Breach of contract – Conditional fee arrangements – Costs – Retainers
(1) Bray Walker Solicitors (a firm) (2) Bevans Bray Walkers Ltd (t/a Bevans) v Carlo Moise Silvera: QBD (Mr Justice Blake): 18 December 2008
The claimant solicitors (B) sought payment of their basic costs incurred when they acted as solicitors for the defendant (S).
S had brought proceedings for negligence and breach of contract against his former legal advisors. B acted for S in those proceedings over a period of four years pursuant to a number of conditional fee agreements. The CFAs remained unpaid and B issued proceedings for payment. S disputed liability on the basis of breaches of the regulations governing the CFAs and by B of the terms of the retainer and CFA under which they were retained. The parties disputed the terms of the CFAs. S submitted that B had breached the Conditional Fee Agreements Regulations 2000 as they had failed to properly explain to S the effect of the CFA and how it could be brought to an end. S further claimed that B had failed to explore insurance cover.

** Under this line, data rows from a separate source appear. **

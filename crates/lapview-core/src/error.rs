//! Dataset loading error types

use std::path::PathBuf;
use thiserror::Error;

/// Errors that can occur while loading a race dataset
#[derive(Error, Debug)]
pub enum DatasetError {
    /// File could not be read
    #[error("Failed to read dataset {path:?}: {source}")]
    Io {
        path: PathBuf,
        #[source]
        source: std::io::Error,
    },

    /// Payload is not valid dataset JSON
    #[error("Failed to parse dataset: {0}")]
    Parse(#[from] serde_json::Error),

    /// Metadata timeframe is reversed or not finite
    #[error("Invalid timeframe: min={min}s, max={max}s")]
    InvalidTimeframe { min: f64, max: f64 },
}

/// Result type for dataset operations
pub type DatasetResult<T> = Result<T, DatasetError>;
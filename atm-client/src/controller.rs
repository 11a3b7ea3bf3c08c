//! Runs the reducer and its effects.
//!
//! The state lives behind a `parking_lot::Mutex` that is only held while
//! [`update`] runs; effects execute with the lock released and report back
//! through further messages.

use std::collections::VecDeque;

use parking_lot::Mutex;
use tokio::sync::broadcast;

use crate::app_state::{update, AppState, ContractTarget, Effect, Msg};
use crate::balance;
use crate::contract::TxKind;
use crate::errors::AtmResult;
use crate::executor;
use crate::provider::{self, HostEnvironment};
use crate::session;
use crate::validation::InputValidator;
use crate::view::{self, UserEvent, View};

const STATUS_CHANNEL_CAPACITY: usize = 32;

#[derive(Debug)]
pub struct Controller {
    state: Mutex<AppState>,
    validator: InputValidator,
    status_tx: broadcast::Sender<String>,
}

impl Controller {
    pub fn new(target: ContractTarget) -> AtmResult<Self> {
        let (status_tx, _) = broadcast::channel(STATUS_CHANNEL_CAPACITY);
        Ok(Self {
            state: Mutex::new(AppState::new(target)),
            validator: InputValidator::new()?,
            status_tx,
        })
    }

    /// Detect the wallet and, if present, silently restore an authorized
    /// account. Call once at startup.
    pub async fn start(&self, host: &dyn HostEnvironment) {
        let detected = provider::detect(host);
        self.dispatch(Msg::WalletDetected(detected)).await;
    }

    /// Route a user event into the reducer. Events for controls the current
    /// view does not show are dropped.
    pub async fn handle(&self, event: UserEvent) {
        if !self.view().accepts(&event) {
            log::debug!("Ignoring {:?} in the current view", event);
            return;
        }
        self.dispatch(view::route(event)).await;
    }

    pub fn view(&self) -> View {
        self.read(view::render)
    }

    pub fn snapshot(&self) -> AppState {
        self.read(AppState::clone)
    }

    pub fn read<F, T>(&self, op: F) -> T
    where
        F: FnOnce(&AppState) -> T,
    {
        let guard = self.state.lock();
        op(&guard)
    }

    /// Every status message, in the order it was set.
    pub fn subscribe(&self) -> broadcast::Receiver<String> {
        self.status_tx.subscribe()
    }

    async fn dispatch(&self, msg: Msg) {
        let mut pending: VecDeque<Effect> = self.apply(msg).into();
        while let Some(effect) = pending.pop_front() {
            let outcome = self.run(effect).await;
            pending.extend(self.apply(outcome));
        }
    }

    fn apply(&self, msg: Msg) -> Vec<Effect> {
        let mut state = self.state.lock();
        let (next, effects) = update(&state, msg);
        let status_changed = next.status_revision != state.status_revision;
        *state = next;

        if status_changed {
            if let Some(status) = &state.status {
                // No receivers is fine; the status is still in the state.
                let _ = self.status_tx.send(status.clone());
            }
        }
        effects
    }

    async fn run(&self, effect: Effect) -> Msg {
        match effect {
            Effect::ReadAuthorizedAccounts(provider) => {
                Msg::AccountsResolved(session::read_authorized_accounts(provider.as_ref()).await)
            }
            Effect::RequestAccounts(provider) => {
                match session::request_accounts(provider.as_ref()).await {
                    Ok(account) => Msg::AccountsResolved(account),
                    Err(e) => Msg::ConnectFailed(e),
                }
            }
            Effect::RefreshBalance(handle) => match balance::refresh(&handle).await {
                Ok(snapshot) => Msg::BalanceLoaded(snapshot),
                Err(e) => Msg::BalanceFailed(e),
            },
            Effect::Submit {
                handle,
                kind,
                raw_amount,
            } => {
                let guard = ProcessingGuard::arm(self, kind);
                let outcome = executor::execute(&handle, kind, &raw_amount, &self.validator).await;
                guard.disarm();
                match outcome {
                    Ok(receipt) => Msg::TxConfirmed(kind, receipt),
                    Err(e) => Msg::TxFailed(kind, e),
                }
            }
        }
    }
}

/// Clears the processing flag if a submission future is dropped before it
/// produces an outcome.
struct ProcessingGuard<'a> {
    controller: &'a Controller,
    kind: TxKind,
    armed: bool,
}

impl<'a> ProcessingGuard<'a> {
    fn arm(controller: &'a Controller, kind: TxKind) -> Self {
        Self {
            controller,
            kind,
            armed: true,
        }
    }

    fn disarm(mut self) {
        self.armed = false;
    }
}

impl Drop for ProcessingGuard<'_> {
    fn drop(&mut self) {
        if self.armed {
            log::warn!("{} submission dropped before completing", self.kind);
            self.controller.apply(Msg::SubmissionAbandoned(self.kind));
        }
    }
}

Held: There was no evidence before the court of breach of contract disentitling B to their fees. Fees could not be recovered under a CFA unless there had been substantial compliance with the duties set out in the regulations. On the evidence there had been no breach of the regulations. There was no reason to believe that the costs of the litigation could be met under an existing contract of insurance. If the client or the context suggested that the litigation costs might be covered by a pre-existing policy of insurance then there was a clear duty to investigate the matter with appropriate scrutiny. It did not require detailed inquiry into something that there was good reason to believe not to exist. B had not been in breach by not looking into the question of insurance as there was no basis for any belief that an existing contract of insurance might have covered the risk. B had satisfied the court on the evidence that they had made out their claim for the recovery of their basic fees due under the contract set out in the CFAs. S had failed to satisfy the court that the contract was unenforceable by reason of non-compliance with the regulations or any other pleaded reason.
Judgment for claimants.
Nicholas Bacon (instructed by Bevans) for the claimant; Paul Staddon, Andrew Post (instructed by Jeffrey Green Russell) for the defendant.